**EXERCISE REQUIREMENTS:**
Return each line of the entries that mentions the word "state".

___ SOURCE MATERIAL ___

//! Form state for creating and editing a post.
//!
//! Holds the draft fields together with the flags that decide when derived
//! values (slug, read time) are recomputed, so the admin UI can drive it
//! without keeping its own ambient state.

use crate::models::{split_list, CreatePost, Post, PostStatus, UpdatePost};
use crate::services::read_time::{estimate_read_time, word_count};
use crate::services::seo::{self, SeoInput, SeoReport};
use crate::services::slug::{generate_slug, sanitize_slug_input};
use std::collections::BTreeMap;

pub const META_TITLE_MAX: usize = 60;
pub const META_DESCRIPTION_MAX: usize = 160;

#[derive(Debug, Clone, Copy, PartialEq, Eq)]
pub enum EditorMode {
    New,
    Edit { id: i64 },
}

#[derive(Debug, Clone, Copy, PartialEq, Eq, Default)]
pub enum SlugCheck {
    #[default]
    Unchecked,
    Available,
    Taken,
}

pub type FieldErrors = BTreeMap<&'static str, String>;

#[derive(Debug)]
pub enum Submission {
    Create(CreatePost),
    Update { id: i64, input: UpdatePost },
}

#[derive(Debug, Clone)]
pub struct PostEditor {
    mode: EditorMode,
    slug_manually_edited: bool,
    slug_check: SlugCheck,
    title: String,
    slug: String,
    content: String,
    read_time: u32,
    meta_title: String,
    meta_description: String,
    tags: Vec<String>,
    seo_keywords: Vec<String>,
    pub author_name: String,
    pub author_id: String,
    pub category: String,
    pub featured_image: Option<String>,
    pub status: PostStatus,
    pub is_featured: bool,
}

impl Default for PostEditor {
    fn default() -> Self {
        Self::new()
    }
}

impl PostEditor {
    pub fn new() -> Self {
        Self {
            mode: EditorMode::New,
            slug_manually_edited: false,
            slug_check: SlugCheck::Unchecked,
            title: String::new(),
            slug: String::new(),
            content: String::new(),
            read_time: 0,
            meta_title: String::new(),
            meta_description: String::new(),
            tags: Vec::new(),
            seo_keywords: Vec::new(),
            author_name: String::new(),
            author_id: String::new(),
            category: String::new(),
            featured_image: None,
            status: PostStatus::Draft,
            is_featured: false,
        }
    }

    /// Loads a stored post. Slug auto-derivation never runs in edit mode.
    pub fn edit(post: &Post) -> Self {
        Self {
            mode: EditorMode::Edit { id: post.id },
            slug_manually_edited: !post.slug.is_empty(),
            slug_check: SlugCheck::Unchecked,
            title: post.title.clone(),
            slug: post.slug.clone(),
            content: post.content.clone(),
            read_time: estimate_read_time(&post.content),
            meta_title: post.meta_title.clone().unwrap_or_default(),
            meta_description: post.meta_description.clone().unwrap_or_default(),
            tags: post.tags.clone(),
            seo_keywords: post.seo_keywords.clone(),
            author_name: post.author_name.clone(),
            author_id: post.author_id.clone(),
            category: post.category.clone(),
            featured_image: post.featured_image.clone(),
            status: post.status,
            is_featured: post.is_featured,
        }
    }

    pub fn mode(&self) -> EditorMode {
        self.mode
    }

    pub fn is_edit(&self) -> bool {
        matches!(self.mode, EditorMode::Edit { .. })
    }

    pub fn slug_manually_edited(&self) -> bool {
        self.slug_manually_edited
    }

    pub fn title(&self) -> &str {
        &self.title
    }

    pub fn slug(&self) -> &str {
        &self.slug
    }

    pub fn content(&self) -> &str {
        &self.content
    }

    pub fn read_time(&self) -> u32 {
        self.read_time
    }

    pub fn word_count(&self) -> usize {
        word_count(&self.content)
    }

    pub fn meta_title(&self) -> &str {
        &self.meta_title
    }

    pub fn meta_description(&self) -> &str {
        &self.meta_description
    }

    pub fn tags(&self) -> &[String] {
        &self.tags
    }

    pub fn seo_keywords(&self) -> &[String] {
        &self.seo_keywords
    }

    pub fn slug_check(&self) -> SlugCheck {
        self.slug_check
    }

    pub fn set_title(&mut self, title: impl Into<String>) {
        self.title = title.into();
        if !self.title.is_empty() && !self.slug_manually_edited && !self.is_edit() {
            self.replace_slug(generate_slug(&self.title));
        }
    }

    /// A direct edit of the slug field. Disables auto-derivation for the
    /// rest of the session.
    pub fn set_slug(&mut self, raw: &str) {
        self.replace_slug(sanitize_slug_input(raw));
        self.slug_manually_edited = true;
    }

    pub fn set_content(&mut self, content: impl Into<String>) {
        self.content = content.into();
        self.read_time = estimate_read_time(&self.content);
    }

    pub fn set_meta_title(&mut self, value: &str) {
        self.meta_title = value.chars().take(META_TITLE_MAX).collect();
    }

    pub fn set_meta_description(&mut self, value: &str) {
        self.meta_description = value.chars().take(META_DESCRIPTION_MAX).collect();
    }

    pub fn set_tags(&mut self, raw: &str) {
        self.tags = split_list(raw);
    }

    pub fn set_keywords(&mut self, raw: &str) {
        self.seo_keywords = split_list(raw);
    }

    /// Records the result of an availability lookup. Results for a slug
    /// the field no longer holds are dropped.
    pub fn record_slug_check(&mut self, slug: &str, available: bool) {
        if slug != self.slug {
            return;
        }
        self.slug_check = if available {
            SlugCheck::Available
        } else {
            SlugCheck::Taken
        };
    }

    pub fn can_submit(&self) -> bool {
        self.slug_check != SlugCheck::Taken
    }

    pub fn validate(&self) -> Result<(), FieldErrors> {
        let mut errors = FieldErrors::new();
        let mut require = |field: &'static str, value: &str, message: &str| {
            if value.trim().is_empty() {
                errors.insert(field, message.to_string());
            }
        };
        require("title", &self.title, "Title is required");
        require("slug", &self.slug, "Slug is required");
        require("authorName", &self.author_name, "Author name is required");
        require("authorId", &self.author_id, "Author ID is required");
        require("category", &self.category, "Category is required");
        require("content", &self.content, "Content is required");

        if self.slug_check == SlugCheck::Taken {
            errors.insert("slug", "Slug must be unique".to_string());
        }

        if errors.is_empty() {
            Ok(())
        } else {
            Err(errors)
        }
    }

    pub fn seo_report(&self) -> SeoReport {
        seo::score(SeoInput {
            meta_title: Some(&self.meta_title),
            meta_description: Some(&self.meta_description),
            seo_keywords: &self.seo_keywords,
            content: &self.content,
            featured_image: self.featured_image.as_deref(),
        })
    }

    pub fn submission(self) -> Result<Submission, FieldErrors> {
        self.validate()?;

        Ok(match self.mode {
            EditorMode::New => Submission::Create(CreatePost {
                title: self.title,
                slug: Some(self.slug),
                author_name: self.author_name,
                author_id: self.author_id,
                category: self.category,
                tags: self.tags,
                featured_image: self.featured_image,
                meta_title: Some(self.meta_title),
                meta_description: Some(self.meta_description),
                content: self.content,
                status: self.status,
                seo_keywords: self.seo_keywords,
                is_featured: self.is_featured,
            }),
            EditorMode::Edit { id } => Submission::Update {
                id,
                input: UpdatePost {
                    title: Some(self.title),
                    slug: Some(self.slug),
                    author_name: Some(self.author_name),
                    author_id: Some(self.author_id),
                    category: Some(self.category),
                    tags: Some(self.tags),
                    featured_image: Some(self.featured_image.unwrap_or_default()),
                    meta_title: Some(self.meta_title),
                    meta_description: Some(self.meta_description),
                    content: Some(self.content),
                    status: Some(self.status),
                    seo_keywords: Some(self.seo_keywords),
                    is_featured: Some(self.is_featured),
                },
            },
        })
    }

    fn replace_slug(&mut self, slug: String) {
        if slug != self.slug {
            self.slug = slug;
            self.slug_check = SlugCheck::Unchecked;
        }
    }
}

/// One rendering of a post preview. Counts at most one view no matter how
/// often the preview re-renders; a fresh page load starts a new session.
#[derive(Debug, Clone, Copy)]
pub struct PreviewSession {
    post_id: i64,
    counted: bool,
}

impl PreviewSession {
    pub fn new(post_id: i64) -> Self {
        Self {
            post_id,
            counted: false,
        }
    }

    pub fn post_id(&self) -> i64 {
        self.post_id
    }

    /// True the first time only.
    pub fn take_view(&mut self) -> bool {
        !std::mem::replace(&mut self.counted, true)
    }
}

#[cfg(test)]
mod tests {
    use super::*;

    #[test]
    fn test_title_derives_slug_until_manual_edit() {
        let mut editor = PostEditor::new();
        editor.set_title("Hello, World! 2024");
        assert_eq!(editor.slug(), "hello-world-2024");

        editor.set_slug("My-Custom Slug!");
        assert_eq!(editor.slug(), "my-customslug");
        assert!(editor.slug_manually_edited());

        editor.set_title("Another Title");
        assert_eq!(editor.slug(), "my-customslug");
    }

    fn stored_post() -> Post {
        let now = chrono::Utc::now();
        Post {
            id: 7,
            title: "Original".to_string(),
            slug: "original".to_string(),
            author_name: "Ada".to_string(),
            author_id: "1".to_string(),
            category: "News".to_string(),
            tags: vec![],
            featured_image: None,
            meta_title: None,
            meta_description: None,
            content: "body".to_string(),
            status: PostStatus::Draft,
            read_time: 1,
            published_date: None,
            seo_keywords: vec![],
            views_count: 0,
            is_featured: false,
            created_at: now,
            updated_at: now,
        }
    }

    #[test]
    fn test_edit_mode_never_derives_slug() {
        let mut editor = PostEditor::edit(&stored_post());
        editor.set_title("Renamed");
        assert_eq!(editor.slug(), "original");
        assert_eq!(editor.mode(), EditorMode::Edit { id: 7 });

        match editor.submission().unwrap() {
            Submission::Update { id, input } => {
                assert_eq!(id, 7);
                assert_eq!(input.title.as_deref(), Some("Renamed"));
                assert_eq!(input.slug.as_deref(), Some("original"));
            }
            Submission::Create(_) => panic!("expected update"),
        }
    }

    #[test]
    fn test_new_post_submission() {
        let mut editor = PostEditor::new();
        editor.set_title("First Post");
        editor.set_content("<p>hi</p>");
        editor.author_name = "Ada".to_string();
        editor.author_id = "1".to_string();
        editor.category = "News".to_string();

        match editor.submission().unwrap() {
            Submission::Create(input) => {
                assert_eq!(input.slug.as_deref(), Some("first-post"));
                assert_eq!(input.status, PostStatus::Draft);
            }
            Submission::Update { .. } => panic!("expected create"),
        }
    }

    #[test]
    fn test_content_updates_read_time() {
        let mut editor = PostEditor::new();
        assert_eq!(editor.read_time(), 0);
        editor.set_content(vec!["w"; 401].join(" "));
        assert_eq!(editor.read_time(), 3);
        editor.set_content("");
        assert_eq!(editor.read_time(), 0);
    }

    #[test]
    fn test_meta_fields_are_capped() {
        let mut editor = PostEditor::new();
        editor.set_meta_title(&"t".repeat(80));
        editor.set_meta_description(&"d".repeat(200));
        assert_eq!(editor.meta_title().chars().count(), META_TITLE_MAX);
        assert_eq!(editor.meta_description().chars().count(), META_DESCRIPTION_MAX);
    }

    #[test]
    fn test_validate_reports_missing_fields() {
        let editor = PostEditor::new();
        let errors = editor.validate().unwrap_err();
        assert_eq!(errors.get("title").unwrap(), "Title is required");
        assert_eq!(errors.get("slug").unwrap(), "Slug is required");
        assert_eq!(errors.len(), 6);
    }

    #[test]
    fn test_taken_slug_blocks_submission() {
        let mut editor = PostEditor::new();
        editor.set_title("Taken");
        editor.record_slug_check("taken", false);
        assert!(!editor.can_submit());
        assert_eq!(editor.validate().unwrap_err().get("slug").unwrap(), "Slug must be unique");

        editor.set_title("Taken Again");
        assert_eq!(editor.slug_check(), SlugCheck::Unchecked);
        assert!(editor.can_submit());
    }

    #[test]
    fn test_stale_slug_check_is_ignored() {
        let mut editor = PostEditor::new();
        editor.set_title("Current");
        editor.record_slug_check("previous", false);
        assert_eq!(editor.slug_check(), SlugCheck::Unchecked);
    }

    #[test]
    fn test_tags_and_keywords_split_on_commas() {
        let mut editor = PostEditor::new();
        editor.set_tags("rust, web ,, cms");
        editor.set_keywords("seo");
        assert_eq!(editor.tags(), ["rust", "web", "cms"]);
        assert_eq!(editor.seo_keywords(), ["seo"]);
    }

    #[test]
    fn test_preview_counts_once() {
        let mut session = PreviewSession::new(3);
        assert!(session.take_view());
        assert!(!session.take_view());
        assert_eq!(session.post_id(), 3);
    }
}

___

**TASK RESULT:**
//! Form state for creating and editing a post.
//! without keeping its own ambient state.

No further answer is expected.